肝臓がきちんと機能していれば、肝臓から心臓を通って全身に行き渡る血液は、きれいで質のよいものになります。その結果、疲れにくい体になるだけでなく、肌や髪も美しくつややかになり、全身が生き生きしてくるのです。

そして、肝臓をよりよく機能させるためには、血液をつくる大本である腸内環境をしっかり整え、肝臓に質のよい血液を送ることが必須条件です。この点でもやはり、腸内環境の重要性がわかると思います。

なお、腸内環境が整っていないと、いくら高価なサプリメントをとっても、その有効成分はほとんど体内に吸収されず、また、高価な化粧品を使っても髪や肌の細胞には届かないということも覚えておいてください。
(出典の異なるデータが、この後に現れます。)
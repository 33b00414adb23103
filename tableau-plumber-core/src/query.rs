//! Item enumeration and flattening into listing tables.

use std::future::Future;
use tracing::{debug, error, info};

use crate::config::pause;
use crate::contract::ServerClient;
use crate::error::PlumberError;
use crate::items::{
    DatasourceItem, ItemType, Page, ProjectItem, RemoteItem, RequestOptions, ViewItem,
    WorkbookItem,
};
use crate::session::Session;
use crate::table::Table;

/// Fetches every page of an enumeration, starting from `options`' page.
pub async fn collect_pages<T, F, Fut>(
    options: &RequestOptions,
    mut fetch: F,
) -> Result<Vec<T>, PlumberError>
where
    F: FnMut(RequestOptions) -> Fut,
    Fut: Future<Output = Result<Page<T>, PlumberError>>,
{
    let mut items = Vec::new();
    let mut page_number = options.page_number.max(1);
    loop {
        let page = fetch(options.page(page_number)).await?;
        let fetched = page.items.len();
        items.extend(page.items);
        debug!(
            page_number,
            fetched,
            total_available = page.pagination.total_available,
            "Fetched page"
        );
        // An empty page ends the walk even if the server's total disagrees.
        if fetched == 0 || !page.pagination.has_more() {
            break;
        }
        page_number += 1;
    }
    Ok(items)
}

/// Enumerates all items of one type. Must run inside [`Session::scoped`].
///
/// Projects ignore `options`' filters: they are listed unfiltered with the
/// same page size.
pub async fn list_items<C: ServerClient>(
    client: &C,
    item_type: ItemType,
    options: &RequestOptions,
) -> Result<Vec<RemoteItem>, PlumberError> {
    let items = match item_type {
        ItemType::Project => {
            let unfiltered = RequestOptions {
                filters: Vec::new(),
                ..options.clone()
            };
            collect_pages(&unfiltered, move |o| async move { client.list_projects(&o).await })
                .await?
                .into_iter()
                .map(RemoteItem::Project)
                .collect()
        }
        ItemType::Workbook => {
            collect_pages(options, move |o| async move { client.list_workbooks(&o).await })
                .await?
                .into_iter()
                .map(RemoteItem::Workbook)
                .collect()
        }
        ItemType::View => collect_pages(options, move |o| async move { client.list_views(&o).await })
            .await?
            .into_iter()
            .map(RemoteItem::View)
            .collect(),
        ItemType::Datasource => {
            collect_pages(options, move |o| async move { client.list_datasources(&o).await })
                .await?
                .into_iter()
                .map(RemoteItem::Datasource)
                .collect()
        }
        ItemType::Job => collect_pages(options, move |o| async move { client.list_jobs(&o).await })
            .await?
            .into_iter()
            .map(RemoteItem::Job)
            .collect(),
    };
    Ok(items)
}

/// Lists the items of a type as a flat table.
///
/// Unknown tags, and `Job`, which has no listing layout, yield an empty table.
/// Workbooks expand to one row per contained view, which costs one extra
/// populate call per workbook.
pub async fn item_details<C: ServerClient>(
    session: &Session<C>,
    tag: &str,
) -> Result<Table, PlumberError> {
    info!(item_type = %tag, "Data requested for the tableau server item");
    pause(session.pacing().before_query).await;

    let item_type = match ItemType::from_tag(tag) {
        Some(t) if t != ItemType::Job => t,
        _ => {
            info!(item_type = %tag, "No listing layout for item type, returning empty table");
            return Ok(Table::default());
        }
    };

    info!("Fetching data...");
    let client = session.client();
    let result = session
        .scoped(async {
            match item_type {
                ItemType::Project => {
                    let items = collect_pages(&session.unfiltered_options(), move |o| async move {
                        client.list_projects(&o).await
                    })
                    .await?;
                    Ok(project_table(&items))
                }
                ItemType::Workbook => {
                    let mut items = collect_pages(session.default_options(), move |o| async move {
                        client.list_workbooks(&o).await
                    })
                    .await?;
                    for workbook in items.iter_mut() {
                        workbook.views = client.workbook_views(&workbook.id).await?;
                    }
                    Ok(workbook_table(&items))
                }
                ItemType::View => {
                    let items = collect_pages(session.default_options(), move |o| async move {
                        client.list_views(&o).await
                    })
                    .await?;
                    Ok(view_table(&items))
                }
                ItemType::Datasource => {
                    let items = collect_pages(session.default_options(), move |o| async move {
                        client.list_datasources(&o).await
                    })
                    .await?;
                    Ok(datasource_table(&items))
                }
                ItemType::Job => unreachable!("jobs are rejected above"),
            }
        })
        .await;

    match &result {
        Ok(table) => info!(rows = table.len(), "Data Fetch completed"),
        Err(e) => error!(error = %e, item_type = %item_type, "Operation failed"),
    }
    result
}

pub fn project_table(items: &[ProjectItem]) -> Table {
    let mut table = Table::new(&["Item Name", "Item ID"]);
    for item in items {
        table.push_row(vec![item.name.clone(), item.id.clone()]);
    }
    table
}

pub fn view_table(items: &[ViewItem]) -> Table {
    let mut table = Table::new(&["Item Name", "Item ID", "Workbook ID"]);
    for item in items {
        table.push_row(vec![
            item.name.clone(),
            item.id.clone(),
            item.workbook_id.clone().unwrap_or_default(),
        ]);
    }
    table
}

pub fn datasource_table(items: &[DatasourceItem]) -> Table {
    let mut table = Table::new(&[
        "Item Name",
        "Item ID",
        "Creation Date",
        "Update Date",
        "Project Name",
    ]);
    for item in items {
        table.push_row(vec![
            item.name.clone(),
            item.id.clone(),
            item.created_at.map(|t| t.to_rfc3339()).unwrap_or_default(),
            item.updated_at.map(|t| t.to_rfc3339()).unwrap_or_default(),
            item.project_name.clone().unwrap_or_default(),
        ]);
    }
    table
}

/// One row per (workbook, view) pair; workbooks without views contribute no rows.
pub fn workbook_table(items: &[WorkbookItem]) -> Table {
    let mut table = Table::new(&["Item Name", "Item ID", "View Name", "View ID"]);
    for item in items {
        for view in &item.views {
            table.push_row(vec![
                item.name.clone(),
                item.id.clone(),
                view.name.clone(),
                view.id.clone(),
            ]);
        }
    }
    table
}
use serial_test::serial;
use std::env;
use std::fs::write;
use std::path::PathBuf;
use std::time::Duration;
use tableau_plumber::load_config::{
    load_config, ENV_EMAIL, ENV_PASSWORD, ENV_SERVER, ENV_SITENAME, ENV_USERNAME,
};
use tempfile::{tempdir, NamedTempFile};

const CREDENTIALS_JSON: &str = r#"{
    "username": "analyst",
    "password": "from-file",
    "server": "https://tableau.example.com",
    "email": "analyst@example.com",
    "sitename": "finance"
}"#;

fn clear_env() {
    for key in [ENV_USERNAME, ENV_PASSWORD, ENV_SERVER, ENV_EMAIL, ENV_SITENAME] {
        env::remove_var(key);
    }
}

fn credential_file() -> NamedTempFile {
    let file = NamedTempFile::new().expect("temp file");
    write(file.path(), CREDENTIALS_JSON).unwrap();
    file
}

/// A full settings file maps onto every typed section.
#[tokio::test]
#[serial]
async fn test_load_config_full_settings_file() {
    clear_env();
    let dir = tempdir().unwrap();
    write(dir.path().join("credential.json"), CREDENTIALS_JSON).unwrap();
    let config_yaml = r#"
credentials_path: credential.json
server:
  api_version: "3.19"
  page_size: 25
  chunk_threshold_bytes: 1048576
pacing:
  after_sign_in_ms: 0
  before_query_ms: 10
  between_downloads_ms: 20
  after_job_ms: 30
hyper:
  host: 127.0.0.1
  port: 7999
  user: extract_user
  hyperd_path: /opt/hyper/hyperd
  startup_timeout_ms: 500
"#;
    let config_path = dir.path().join("plumber.yaml");
    write(&config_path, config_yaml).unwrap();

    let config = load_config(Some(&config_path), None).expect("Config should load");

    assert_eq!(config.credentials.username, "analyst");
    assert_eq!(config.credentials.site, "finance");
    assert_eq!(config.client.api_version.as_deref(), Some("3.19"));
    assert_eq!(config.client.chunk_threshold_bytes, 1_048_576);
    assert_eq!(config.session.page_size, 25);
    assert_eq!(config.session.pacing.after_sign_in, Duration::ZERO);
    assert_eq!(config.session.pacing.after_job, Duration::from_millis(30));
    assert_eq!(config.hyper.host, "127.0.0.1");
    assert_eq!(config.hyper.port, 7999);
    assert_eq!(config.hyper.user, "extract_user");
    assert_eq!(
        config.hyper.hyperd_path,
        Some(PathBuf::from("/opt/hyper/hyperd"))
    );
    assert_eq!(config.hyper.startup_timeout, Duration::from_millis(500));
}

/// Without a settings file every value takes its default.
#[tokio::test]
#[serial]
async fn test_load_config_defaults_without_settings_file() {
    clear_env();
    let credentials = credential_file();

    let config = load_config(None, Some(credentials.path())).expect("Config should load");

    assert_eq!(config.client.api_version, None);
    assert_eq!(config.client.chunk_threshold_bytes, 64 * 1024 * 1024);
    assert_eq!(config.session.page_size, 100);
    assert_eq!(config.session.pacing.after_sign_in, Duration::from_secs(2));
    assert_eq!(config.session.pacing.between_downloads, Duration::from_secs(2));
    assert_eq!(config.hyper.port, 7483);
    assert_eq!(config.hyper.user, "tableau_internal_user");
    assert_eq!(config.hyper.hyperd_path, None);
}

/// Environment values win over the credential file.
#[tokio::test]
#[serial]
async fn test_load_config_env_overrides_credentials() {
    clear_env();
    let credentials = credential_file();
    env::set_var(ENV_PASSWORD, "from-env");
    env::set_var(ENV_SERVER, "https://other.example.com");
    env::set_var(ENV_SITENAME, "");

    let config = load_config(None, Some(credentials.path())).expect("Config should load");
    clear_env();

    assert_eq!(config.credentials.password, "from-env");
    assert_eq!(config.credentials.server, "https://other.example.com");
    // Empty variables do not blank out file values.
    assert_eq!(config.credentials.site, "finance");
    assert_eq!(config.credentials.username, "analyst");
}

/// A named credential file that does not exist is an error.
#[tokio::test]
#[serial]
async fn test_load_config_missing_named_credentials_fails() {
    clear_env();
    let result = load_config(None, Some(std::path::Path::new("/no/such/credential.json")));
    assert!(result.is_err());
}

#[tokio::test]
#[serial]
async fn test_load_config_missing_file_fails() {
    clear_env();
    let result = load_config(Some(std::path::Path::new("/no/such/plumber.yaml")), None);
    let err = result.expect_err("missing config must fail");
    assert!(err.to_string().contains("Failed to read config file"));
}

#[tokio::test]
#[serial]
async fn test_load_config_rejects_unknown_keys() {
    clear_env();
    let credentials = credential_file();
    let config_file = NamedTempFile::new().unwrap();
    write(config_file.path(), "server:\n  page_sise: 10\n").unwrap();

    let result = load_config(Some(config_file.path()), Some(credentials.path()));

    let err = result.expect_err("typo must be reported");
    assert!(err.to_string().contains("Failed to parse config YAML"));
}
体重を落としたり、見た目の若々しさを維持したりしたいのであれば、まずは腸内環境を整えることです。

■腸内環境はメンタルヘルスの好不調も左右する

腸内環境の悪化は、血液の栄養不足とともに、酸素不足を招きます。血液中の酸素が不足すると、全身の細胞の生命力が失われて体力や免疫力も低下し、いざというときに体調が崩れたり、風邪をひきやすくなったりします。

また、脳が酸素不足になると、メンタル的にもマイナス思考になって、うつ症状が現れたり、イライラして怒りっぽくなったり、集中力が散漫になることもあります。

ここで考えたいのが、「腸」と「脳」の関係についてです。

「ストレスなどの影響で自律神経が乱れると、腸の調子が悪くなる」という話をしましたが、これは、脳のストレス状態が自律神経を通して腸に悪い影響を及ぼした結果だといえます。

■脳と腸は自律神経を介して影響し合っている

この「脳から腸へ」の影響は、以前からよく知られていました。

脳腸相関
写真=iStock.com/Pikovit44
※写真はイメージです - 写真=iStock.com/Pikovit44

しかし近年になって、腸内環境の悪化による不快感や不安が自律神経を通して脳に伝わり、脳にも強いストレスを与えてしまって、気分や感情というメンタルヘルスに悪影響を及ぼすという「腸から脳へ」の影響もわかってきました。腸に病原菌が増えることで、脳で不安感が強くなるという報告もあります。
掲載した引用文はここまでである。